Emotionally, I put some of the blame on myself and thought of all kinds of ways I might have avoided this (Did I stretch enough? Did I increase my mileage too quickly after my minor injury in the winter? Was I wearing the right shoes? etc). More importantly, I’ve felt shut out from an activity I love – one which helps me manage stress, and which gives me a sense of identity. If you think of yourself as a runner, as I do, who are you when you can’t run?
Socially, I also felt distanced from my friends and teammates. I train with Pace & Mind, a phenomenal group of people, many of whom I am lucky to consider good friends. Without being able to run, I missed the social interaction and support of Thursday and Sunday group workouts. My “cowbell” got a lot of use this spring as I cheered for friends and teammates. But, it was tough to repeatedly show up and be positive and enthusiastic when I desperately just wanted to run these races myself. I joined in for some get-togethers, but – although most likely my teammates didn’t feel this way! – I worried that my presence was a bummer, a reminder that they, too, could lose the ability to run.
It’s been 10 weeks of uncertainty and waiting – for an appointment with a specialist, for test results – and it was hard to envision that this time would eventually end. As the doctor-approved ‘Begin Running Again Day’ approached, I felt phantom pains and anxiety that I’d immediately re-injure myself. But I finally laced up my running shoes and ran/walked 1km. It is incredibly humbling to think that about 8 months ago, I completed a full marathon, but was elated to get through a single kilometre. Afterwards, I cried out of a mixture of joy and relief from built-up frustration and emotion.
Now that I’ve (slowly, cautiously) started running again, I’m having my running form and weaknesses professionally assessed, so I can reduce the chances of future injury.
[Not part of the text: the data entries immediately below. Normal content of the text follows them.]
//! Tier statistics and circuit breaker status types

use serde::{Deserialize, Serialize};

/// The three tiers of the hybrid cache, nearest first
#[derive(Debug, Clone, Copy, PartialEq, Eq, Hash, Serialize, Deserialize)]
#[serde(rename_all = "lowercase")]
pub enum TierName {
    /// Volatile in-memory tier (L1)
    Memory,
    /// Persistent embedded-SQL tier (L2)
    Persistent,
    /// Remote registry (L3)
    Remote,
}

impl TierName {
    pub fn as_str(&self) -> &'static str {
        match self {
            TierName::Memory => "memory",
            TierName::Persistent => "persistent",
            TierName::Remote => "remote",
        }
    }
}

impl std::fmt::Display for TierName {
    fn fmt(&self, f: &mut std::fmt::Formatter<'_>) -> std::fmt::Result {
        f.write_str(self.as_str())
    }
}

/// One value per tier
#[derive(Debug, Clone, Copy, Default, PartialEq, Serialize, Deserialize)]
pub struct PerTier<T> {
    pub memory: T,
    pub persistent: T,
    pub remote: T,
}

impl<T> PerTier<T> {
    pub fn get(&self, tier: TierName) -> &T {
        match tier {
            TierName::Memory => &self.memory,
            TierName::Persistent => &self.persistent,
            TierName::Remote => &self.remote,
        }
    }

    pub fn get_mut(&mut self, tier: TierName) -> &mut T {
        match tier {
            TierName::Memory => &mut self.memory,
            TierName::Persistent => &mut self.persistent,
            TierName::Remote => &mut self.remote,
        }
    }
}

/// Circuit breaker state machine states
#[derive(Debug, Clone, Copy, PartialEq, Eq, Serialize, Deserialize)]
#[serde(rename_all = "snake_case")]
pub enum BreakerState {
    Closed,
    Open,
    HalfOpen,
}

impl std::fmt::Display for BreakerState {
    fn fmt(&self, f: &mut std::fmt::Formatter<'_>) -> std::fmt::Result {
        let s = match self {
            BreakerState::Closed => "closed",
            BreakerState::Open => "open",
            BreakerState::HalfOpen => "half_open",
        };
        f.write_str(s)
    }
}

/// Point-in-time circuit breaker snapshot
#[derive(Debug, Clone, PartialEq, Serialize, Deserialize)]
pub struct BreakerStatus {
    pub state: BreakerState,
    pub failure_count: u32,
    pub is_request_allowed: bool,
    /// Seconds since the last recorded failure, if any
    pub seconds_since_failure: Option<u64>,
}

impl BreakerStatus {
    pub fn is_open(&self) -> bool {
        self.state == BreakerState::Open
    }
}

/// Aggregate statistics reported by the orchestrator
#[derive(Debug, Clone, PartialEq, Serialize, Deserialize)]
pub struct CacheStats {
    /// Hit counts per tier
    pub hits: PerTier<u64>,
    /// Misses across the whole chain
    pub misses: u64,
    /// Average response time per tier over the last <=100 samples, in ms
    pub avg_response_ms: PerTier<f64>,
    /// Number of response-time samples currently retained per tier
    pub response_samples: PerTier<usize>,
    /// Per-tier availability flags
    pub availability: PerTier<bool>,
    /// Circuit breaker snapshot for the remote tier
    pub breaker: BreakerStatus,
    /// Writes that failed on at least one tier
    pub failed_writes: u64,
    /// Total operations served
    pub total_operations: u64,
}

impl CacheStats {
    /// Total hits across tiers
    pub fn total_hits(&self) -> u64 {
        self.hits.memory + self.hits.persistent + self.hits.remote
    }

    /// Hit ratio (0.0 to 1.0)
    pub fn hit_ratio(&self) -> f64 {
        let total = self.total_hits() + self.misses;
        if total == 0 {
            0.0
        } else {
            self.total_hits() as f64 / total as f64
        }
    }
}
I’m trying to trust that my body has healed, and I’m working on getting mentally re-focused on training for the Scotiabank Toronto Waterfront Marathon, assuming my body cooperates!
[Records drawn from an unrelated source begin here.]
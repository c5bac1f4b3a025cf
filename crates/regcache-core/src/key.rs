//! Structured registry key parsing and construction
//!
//! Keys are colon-delimited: `component:react:button`,
//! `block:svelte:dashboard-01`, `metadata:rate-limit`,
//! `directory:react/src/components`. Unknown shapes parse as
//! [`KeyKind::Other`] and are routed to the generic key/value path.

use crate::error::{CacheError, Result};

/// Maximum accepted key length
pub const MAX_KEY_LEN: usize = 255;

/// The kind of item a key addresses
#[derive(Debug, Clone, Copy, PartialEq, Eq, Hash)]
pub enum KeyKind {
    /// Single component source (`component:framework:name`)
    Component,
    /// Block bundle (`block:framework:name`)
    Block,
    /// Registry metadata (`metadata:sub`)
    Metadata,
    /// Directory tree listing (`directory:sub`)
    Directory,
    /// Anything else; stored on the generic key/value path
    Other,
}

impl KeyKind {
    /// Stable label used in logs and stats
    pub fn as_str(&self) -> &'static str {
        match self {
            KeyKind::Component => "component",
            KeyKind::Block => "block",
            KeyKind::Metadata => "metadata",
            KeyKind::Directory => "directory",
            KeyKind::Other => "other",
        }
    }
}

/// A parsed registry key
#[derive(Debug, Clone, PartialEq, Eq)]
pub struct RegistryKey {
    /// What the key addresses
    pub kind: KeyKind,
    /// Framework segment (components and blocks)
    pub framework: Option<String>,
    /// Item name segment (components and blocks)
    pub name: Option<String>,
    /// Trailing sub-path (metadata/directory keys, or a component subkey)
    pub sub: Option<String>,
}

impl RegistryKey {
    /// Parse a raw key string.
    ///
    /// Validates length and character set; shape mismatches are tolerated
    /// and labeled [`KeyKind::Other`].
    pub fn parse(key: &str) -> Result<Self> {
        validate_key(key)?;

        let mut parts = key.splitn(4, ':');
        let head = parts.next().unwrap_or_default();

        match head {
            "component" | "block" => {
                let framework = parts.next().filter(|s| !s.is_empty());
                let name = parts.next().filter(|s| !s.is_empty());
                let sub = parts.next().filter(|s| !s.is_empty());
                match (framework, name) {
                    (Some(fw), Some(n)) => Ok(Self {
                        kind: if head == "component" {
                            KeyKind::Component
                        } else {
                            KeyKind::Block
                        },
                        framework: Some(fw.to_string()),
                        name: Some(n.to_string()),
                        sub: sub.map(str::to_string),
                    }),
                    // Missing required segments: callers route this to the
                    // generic path instead of rejecting.
                    _ => Ok(Self::other()),
                }
            }
            "metadata" | "directory" => {
                let rest = key[head.len()..].strip_prefix(':').unwrap_or_default();
                if rest.is_empty() {
                    return Ok(Self::other());
                }
                Ok(Self {
                    kind: if head == "metadata" {
                        KeyKind::Metadata
                    } else {
                        KeyKind::Directory
                    },
                    framework: None,
                    name: None,
                    sub: Some(rest.to_string()),
                })
            }
            _ => Ok(Self::other()),
        }
    }

    fn other() -> Self {
        Self {
            kind: KeyKind::Other,
            framework: None,
            name: None,
            sub: None,
        }
    }

    /// Build a component key
    pub fn component(framework: &str, name: &str) -> String {
        format!("component:{}:{}", framework, name)
    }

    /// Build a block key
    pub fn block(framework: &str, name: &str) -> String {
        format!("block:{}:{}", framework, name)
    }

    /// Build a metadata key
    pub fn metadata(sub: &str) -> String {
        format!("metadata:{}", sub)
    }

    /// Build a directory key
    pub fn directory(sub: &str) -> String {
        format!("directory:{}", sub)
    }

    /// Whether this key routes to structured component/block storage
    pub fn is_structured(&self) -> bool {
        matches!(self.kind, KeyKind::Component | KeyKind::Block)
    }
}

/// Validate a raw key at an entry point.
///
/// Keys are bounded at [`MAX_KEY_LEN`] bytes and must not contain control
/// characters.
pub fn validate_key(key: &str) -> Result<()> {
    if key.is_empty() {
        return Err(CacheError::Validation("empty key".to_string()));
    }
    if key.len() > MAX_KEY_LEN {
        return Err(CacheError::Validation(format!(
            "key exceeds {} bytes: {} bytes",
            MAX_KEY_LEN,
            key.len()
        )));
    }
    if key.chars().any(char::is_control) {
        return Err(CacheError::Validation(
            "key contains control characters".to_string(),
        ));
    }
    Ok(())
}

#[cfg(test)]
mod tests {
    use super::*;

    #[test]
    fn test_parse_component() {
        let key = RegistryKey::parse("component:react:button").unwrap();
        assert_eq!(key.kind, KeyKind::Component);
        assert_eq!(key.framework.as_deref(), Some("react"));
        assert_eq!(key.name.as_deref(), Some("button"));
        assert!(key.sub.is_none());
        assert!(key.is_structured());
    }

    #[test]
    fn test_parse_component_with_subkey() {
        let key = RegistryKey::parse("component:react:button:demo").unwrap();
        assert_eq!(key.kind, KeyKind::Component);
        assert_eq!(key.sub.as_deref(), Some("demo"));
    }

    #[test]
    fn test_parse_block() {
        let key = RegistryKey::parse("block:svelte:dashboard-01").unwrap();
        assert_eq!(key.kind, KeyKind::Block);
        assert_eq!(key.framework.as_deref(), Some("svelte"));
        assert_eq!(key.name.as_deref(), Some("dashboard-01"));
    }

    #[test]
    fn test_parse_metadata_and_directory() {
        let key = RegistryKey::parse("metadata:rate-limit").unwrap();
        assert_eq!(key.kind, KeyKind::Metadata);
        assert_eq!(key.sub.as_deref(), Some("rate-limit"));

        let key = RegistryKey::parse("directory:react/src/ui").unwrap();
        assert_eq!(key.kind, KeyKind::Directory);
        assert_eq!(key.sub.as_deref(), Some("react/src/ui"));
        assert!(!key.is_structured());
    }

    #[test]
    fn test_unknown_shapes_are_other() {
        assert_eq!(RegistryKey::parse("session:abc").unwrap().kind, KeyKind::Other);
        assert_eq!(RegistryKey::parse("component").unwrap().kind, KeyKind::Other);
        assert_eq!(RegistryKey::parse("component:react").unwrap().kind, KeyKind::Other);
        assert_eq!(RegistryKey::parse("metadata:").unwrap().kind, KeyKind::Other);
    }

    #[test]
    fn test_validation_rejects_bad_keys() {
        assert!(RegistryKey::parse("").is_err());
        assert!(RegistryKey::parse("bad\nkey").is_err());
        let long = "k".repeat(MAX_KEY_LEN + 1);
        assert!(RegistryKey::parse(&long).is_err());
        let exact = "k".repeat(MAX_KEY_LEN);
        assert!(RegistryKey::parse(&exact).is_ok());
    }

    #[test]
    fn test_build_round_trip() {
        let raw = RegistryKey::component("react", "button");
        assert_eq!(raw, "component:react:button");
        let parsed = RegistryKey::parse(&raw).unwrap();
        assert_eq!(parsed.kind, KeyKind::Component);

        assert_eq!(RegistryKey::block("react", "login-02"), "block:react:login-02");
        assert_eq!(RegistryKey::metadata("rate-limit"), "metadata:rate-limit");
    }
}
//! Persistent embedded-SQL tier (L2)

mod maintenance;
mod schema;
mod tier;

pub use maintenance::MaintenanceReport;
pub use schema::{connect, migrate};
pub use tier::SqliteTier;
Having had a lot of time to think about it over the last 10 weeks, here’s what I’d recommend to someone else taking time off from running after an injury:
- Listen to your health care professionals’ guidance, as well as your own body. There’s no point rushing back to running if your body isn’t ready.
- Don’t punish yourself mentally for what you might have done differently, but do consider how to address the cause and avoid future injury. Focus on improving strength and flexibility so you come back as strong as possible.
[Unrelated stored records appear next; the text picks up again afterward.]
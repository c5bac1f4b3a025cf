//! Glob-style key pattern matching
//!
//! `*` matches any run of characters; every other regex metacharacter is
//! treated literally. The full key must match.

/// Match a key against a glob pattern
pub fn glob_match(pattern: &str, key: &str) -> bool {
    // Split on '*' and match the literal segments in order, anchored at
    // both ends.
    let segments: Vec<&str> = pattern.split('*').collect();

    if segments.len() == 1 {
        return pattern == key;
    }

    let mut rest = key;

    // Anchored prefix
    let first = segments[0];
    if !first.is_empty() {
        match rest.strip_prefix(first) {
            Some(r) => rest = r,
            None => return false,
        }
    }

    // Anchored suffix
    let last = segments[segments.len() - 1];
    if !last.is_empty() {
        match rest.strip_suffix(last) {
            Some(r) => rest = r,
            None => return false,
        }
    }

    // Middle segments must appear in order
    for seg in &segments[1..segments.len() - 1] {
        if seg.is_empty() {
            continue;
        }
        match rest.find(seg) {
            Some(idx) => rest = &rest[idx + seg.len()..],
            None => return false,
        }
    }

    true
}
//! Ordered tier traversal with stale/partial acceptance

use std::sync::Arc;
use std::time::Duration;

use regcache_core::{CacheTier, FallbackConfig, Lookup, Result};

use super::notify::{DegradationNotifier, Severity};

/// One registered tier in the chain
pub struct FallbackTier {
    pub name: String,
    pub provider: Arc<dyn CacheTier>,
    /// Lower priorities are consulted first
    pub priority: u32,
    /// Whether this tier may serve values past their freshness policy
    pub allow_stale: bool,
    /// Whether this tier may serve values failing required-field checks
    pub allow_partial: bool,
}

/// Per-call options for a chain traversal
#[derive(Debug, Clone)]
pub struct FallbackOptions {
    pub timeout: Duration,
    pub allow_stale: bool,
    pub max_stale_age_seconds: u64,
    pub partial_acceptable: bool,
    /// Field names a value must populate to count as complete
    pub required_fields: Vec<String>,
}

impl From<&FallbackConfig> for FallbackOptions {
    fn from(config: &FallbackConfig) -> Self {
        Self {
            timeout: Duration::from_millis(config.timeout_ms),
            allow_stale: config.allow_stale,
            max_stale_age_seconds: config.max_stale_age_seconds,
            partial_acceptable: config.partial_acceptable,
            required_fields: Vec::new(),
        }
    }
}

/// Tiers ordered by ascending priority, traversed until one yields an
/// acceptable value.
pub struct FallbackChain {
    tiers: Vec<FallbackTier>,
    notifier: DegradationNotifier,
}

impl FallbackChain {
    pub fn new(notifier: DegradationNotifier) -> Self {
        Self { tiers: Vec::new(), notifier }
    }

    /// Register a tier, keeping the chain ordered
    pub fn register(&mut self, tier: FallbackTier) {
        let idx = self
            .tiers
            .partition_point(|existing| existing.priority <= tier.priority);
        self.tiers.insert(idx, tier);
    }

    pub fn is_empty(&self) -> bool {
        self.tiers.is_empty()
    }

    /// Walk the chain for `key`.
    ///
    /// Per tier: a fresh value passing required-field validation wins; a
    /// failing validation may still be accepted as partial; an absent
    /// value may be re-read stale when both the tier and the caller allow
    /// it. Errors and timeouts are recorded and the walk continues. Full
    /// exhaustion emits a degradation event and reports a miss.
    pub async fn get_with_fallback(&self, key: &str, options: &FallbackOptions) -> Lookup {
        for tier in &self.tiers {
            match tokio::time::timeout(options.timeout, tier.provider.get(key)).await {
                Ok(Ok(Some(value))) => {
                    let missing: Vec<&String> = options
                        .required_fields
                        .iter()
                        .filter(|f| !value.field_is_populated(f))
                        .collect();
                    if missing.is_empty() {
                        return Lookup::Hit(value);
                    }
                    if tier.allow_partial && options.partial_acceptable {
                        self.notifier.notify(
                            Severity::Warning,
                            tier.name.clone(),
                            Some(key.to_string()),
                            format!("serving partial value; missing {missing:?}"),
                        );
                        return Lookup::Partial(value);
                    }
                    tracing::debug!(
                        tier = %tier.name,
                        key,
                        ?missing,
                        "value incomplete; continuing down the chain"
                    );
                }
                Ok(Ok(None)) => {
                    if tier.allow_stale && options.allow_stale {
                        if let Some(stale) = self.try_stale(tier, key, options).await {
                            return stale;
                        }
                    }
                }
                Ok(Err(e)) => {
                    self.notifier.notify(
                        Severity::Warning,
                        tier.name.clone(),
                        Some(key.to_string()),
                        format!("tier error: {e}"),
                    );
                }
                Err(_) => {
                    self.notifier.notify(
                        Severity::Warning,
                        tier.name.clone(),
                        Some(key.to_string()),
                        format!("tier timed out after {:?}", options.timeout),
                    );
                }
            }
        }

        self.notifier.notify(
            Severity::Error,
            "chain",
            Some(key.to_string()),
            "all fallback tiers failed",
        );
        Lookup::Miss
    }

    async fn try_stale(
        &self,
        tier: &FallbackTier,
        key: &str,
        options: &FallbackOptions,
    ) -> Option<Lookup> {
        let stale: Result<_> =
            match tokio::time::timeout(options.timeout, tier.provider.get_stale(key)).await {
                Ok(result) => result,
                Err(_) => return None,
            };
        match stale {
            Ok(Some((value, age))) if age <= options.max_stale_age_seconds => {
                self.notifier.notify(
                    Severity::Warning,
                    tier.name.clone(),
                    Some(key.to_string()),
                    format!("serving stale value, age {age}s"),
                );
                Some(Lookup::Stale(value))
            }
            _ => None,
        }
    }
}

#[cfg(test)]
mod tests {
    use super::*;
    use async_trait::async_trait;
    use regcache_core::{
        CacheError, CacheValue, ComponentEntry, EntryMetadata, NotificationConfig, OpaqueEntry,
        TierName,
    };

    /// Scripted tier for chain tests
    struct ScriptedTier {
        fresh: Option<CacheValue>,
        stale: Option<(CacheValue, u64)>,
        error: Option<CacheError>,
        delay: Option<Duration>,
    }

    impl ScriptedTier {
        fn empty() -> Self {
            Self { fresh: None, stale: None, error: None, delay: None }
        }

        fn with_fresh(value: CacheValue) -> Self {
            Self { fresh: Some(value), ..Self::empty() }
        }

        fn with_stale(value: CacheValue, age: u64) -> Self {
            Self { stale: Some((value, age)), ..Self::empty() }
        }

        fn failing(error: CacheError) -> Self {
            Self { error: Some(error), ..Self::empty() }
        }
    }

    #[async_trait]
    impl CacheTier for ScriptedTier {
        fn tier(&self) -> TierName {
            TierName::Memory
        }
        async fn get(&self, _key: &str) -> Result<Option<CacheValue>> {
            if let Some(delay) = self.delay {
                tokio::time::sleep(delay).await;
            }
            if let Some(e) = &self.error {
                return Err(e.clone());
            }
            Ok(self.fresh.clone())
        }
        async fn get_stale(&self, _key: &str) -> Result<Option<(CacheValue, u64)>> {
            Ok(self.stale.clone())
        }
        async fn set(&self, _k: &str, _v: &CacheValue, _t: Option<u64>) -> Result<()> {
            Ok(())
        }
        async fn delete(&self, _k: &str) -> Result<bool> {
            Ok(false)
        }
        async fn get_many(&self, keys: &[&str]) -> Result<Vec<Option<CacheValue>>> {
            Ok(vec![None; keys.len()])
        }
        async fn set_many(&self, _e: &[(String, CacheValue, Option<u64>)]) -> Result<()> {
            Ok(())
        }
        async fn keys(&self, _p: &str) -> Result<Vec<String>> {
            Ok(vec![])
        }
        async fn len(&self) -> Result<usize> {
            Ok(0)
        }
        async fn get_metadata(&self, _k: &str) -> Result<Option<EntryMetadata>> {
            Ok(None)
        }
        async fn clear(&self) -> Result<()> {
            Ok(())
        }
    }

    fn component(source: &str) -> CacheValue {
        CacheValue::Component(ComponentEntry {
            framework: "react".to_string(),
            name: "button".to_string(),
            source_code: source.to_string(),
            demo_code: None,
            metadata: None,
            dependencies: vec![],
            registry_dependencies: vec![],
            remote_sha: None,
            file_size: None,
            last_modified: None,
        })
    }

    fn options() -> FallbackOptions {
        FallbackOptions {
            timeout: Duration::from_millis(200),
            allow_stale: true,
            max_stale_age_seconds: 3_600,
            partial_acceptable: false,
            required_fields: vec![],
        }
    }

    fn chain_with(tiers: Vec<FallbackTier>) -> (FallbackChain, DegradationNotifier) {
        let notifier = DegradationNotifier::new(NotificationConfig::default());
        let mut chain = FallbackChain::new(notifier.clone());
        for tier in tiers {
            chain.register(tier);
        }
        (chain, notifier)
    }

    fn tier(name: &str, priority: u32, provider: ScriptedTier) -> FallbackTier {
        FallbackTier {
            name: name.to_string(),
            provider: Arc::new(provider),
            priority,
            allow_stale: true,
            allow_partial: false,
        }
    }

    #[tokio::test]
    async fn test_first_fresh_value_wins() {
        let (chain, _) = chain_with(vec![
            tier("memory", 10, ScriptedTier::empty()),
            tier("persistent", 20, ScriptedTier::with_fresh(component("from-l2"))),
            tier("remote", 30, ScriptedTier::with_fresh(component("from-l3"))),
        ]);
        let result = chain.get_with_fallback("component:react:button", &options()).await;
        match result {
            Lookup::Hit(CacheValue::Component(c)) => assert_eq!(c.source_code, "from-l2"),
            other => panic!("expected hit, got {other:?}"),
        }
    }

    #[tokio::test]
    async fn test_priority_order_not_registration_order() {
        let (chain, _) = chain_with(vec![
            tier("persistent", 20, ScriptedTier::with_fresh(component("from-l2"))),
            tier("memory", 10, ScriptedTier::with_fresh(component("from-l1"))),
        ]);
        let result = chain.get_with_fallback("component:react:button", &options()).await;
        assert_eq!(
            result.value().unwrap(),
            component("from-l1")
        );
    }

    #[tokio::test]
    async fn test_errors_continue_down_the_chain() {
        let (chain, notifier) = chain_with(vec![
            tier("memory", 10, ScriptedTier::failing(CacheError::Backend("boom".to_string()))),
            tier("persistent", 20, ScriptedTier::with_fresh(component("survivor"))),
        ]);
        let result = chain.get_with_fallback("component:react:button", &options()).await;
        assert!(result.is_hit());
        assert_eq!(notifier.recent(10).len(), 1);
    }

    #[tokio::test]
    async fn test_stale_acceptance_bounded_by_age() {
        let (chain, _) = chain_with(vec![tier(
            "persistent",
            20,
            ScriptedTier::with_stale(component("old"), 1_000),
        )]);
        let result = chain.get_with_fallback("component:react:button", &options()).await;
        assert!(matches!(result, Lookup::Stale(_)));

        // Too old
        let (chain, _) = chain_with(vec![tier(
            "persistent",
            20,
            ScriptedTier::with_stale(component("ancient"), 10_000),
        )]);
        let result = chain.get_with_fallback("component:react:button", &options()).await;
        assert_eq!(result, Lookup::Miss);
    }

    #[tokio::test]
    async fn test_stale_needs_both_flags() {
        let mut no_stale_tier = tier(
            "persistent",
            20,
            ScriptedTier::with_stale(component("old"), 10),
        );
        no_stale_tier.allow_stale = false;
        let (chain, _) = chain_with(vec![no_stale_tier]);
        let result = chain.get_with_fallback("component:react:button", &options()).await;
        assert_eq!(result, Lookup::Miss);

        let (chain, _) = chain_with(vec![tier(
            "persistent",
            20,
            ScriptedTier::with_stale(component("old"), 10),
        )]);
        let mut opts = options();
        opts.allow_stale = false;
        let result = chain.get_with_fallback("component:react:button", &opts).await;
        assert_eq!(result, Lookup::Miss);
    }

    #[tokio::test]
    async fn test_required_fields_gate_partial() {
        let incomplete = CacheValue::Component(ComponentEntry {
            source_code: String::new(),
            ..match component("x") {
                CacheValue::Component(c) => c,
                _ => unreachable!(),
            }
        });

        let mut opts = options();
        opts.required_fields = vec!["source_code".to_string()];

        // Not partial-acceptable: incomplete value is skipped
        let (chain, _) = chain_with(vec![tier(
            "persistent",
            20,
            ScriptedTier::with_fresh(incomplete.clone()),
        )]);
        let result = chain.get_with_fallback("component:react:button", &opts).await;
        assert_eq!(result, Lookup::Miss);

        // Partial-acceptable on both sides: tagged partial
        let mut partial_tier = tier("persistent", 20, ScriptedTier::with_fresh(incomplete));
        partial_tier.allow_partial = true;
        let (chain, _) = chain_with(vec![partial_tier]);
        opts.partial_acceptable = true;
        let result = chain.get_with_fallback("component:react:button", &opts).await;
        assert!(matches!(result, Lookup::Partial(_)));
    }

    #[tokio::test]
    async fn test_timeout_is_recorded_and_skipped() {
        let slow = ScriptedTier {
            delay: Some(Duration::from_millis(500)),
            fresh: Some(component("slow")),
            stale: None,
            error: None,
        };
        let (chain, notifier) = chain_with(vec![
            tier("remote", 30, slow),
            tier("persistent", 40, ScriptedTier::with_fresh(component("fast"))),
        ]);
        let result = chain.get_with_fallback("component:react:button", &options()).await;
        assert_eq!(result.value().unwrap(), component("fast"));
        assert!(notifier.recent(10)[0].message.contains("timed out"));
    }

    #[tokio::test]
    async fn test_exhaustion_notifies_and_misses() {
        let (chain, notifier) = chain_with(vec![
            tier("memory", 10, ScriptedTier::empty()),
            tier("persistent", 20, ScriptedTier::empty()),
        ]);
        let result = chain
            .get_with_fallback(
                "component:react:button",
                &FallbackOptions { allow_stale: false, ..options() },
            )
            .await;
        assert_eq!(result, Lookup::Miss);
        let events = notifier.recent(10);
        assert_eq!(events.last().unwrap().severity, Severity::Error);
    }

    #[tokio::test]
    async fn test_opaque_values_flow_through() {
        let value = CacheValue::Opaque(OpaqueEntry {
            content_type: "application/json".to_string(),
            payload: b"{}".to_vec(),
        });
        let (chain, _) = chain_with(vec![tier(
            "memory",
            10,
            ScriptedTier::with_fresh(value.clone()),
        )]);
        let result = chain.get_with_fallback("metadata:rate-limit", &options()).await;
        assert_eq!(result, Lookup::Hit(value));
    }
}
- Find and set new little challenges in whatever physical activities you’re able to do, to keep yourself motivated.
- Show yourself some kindness. Accept that it’s frustrating and upsetting, and cut yourself a little slack. Treat yourself (I bought some cute, comfy sneakers to wear while recovering, but now I’ll always associate these sneakers with injury!).
- Try to find ways to enjoy the “break” from running, by spending time doing other activities you don’t always make time for during training (I immersed myself in a baking class!).
- Stay connected to running friends – they appreciate your support, and will continue to support you as your recover and return to running.
Running has been a source of ambivalence for several months – I’ve desperately wanted to run, while knowing that running itself caused much pain and frustration. But recently a friend/teammate reminded me of the sheer joy and camaraderie I’d felt after a few members of our team had run 15K worth of parking lot laps in the wee hours of the morning before the Canada Running Series’ Oasis Zoo Run last September. He told me that eventually, I was sure to feel that enthusiasm and love of running again.
It’s been a tough time without running, but the anticipation of feeling that pure joy of running soon has gotten me through this.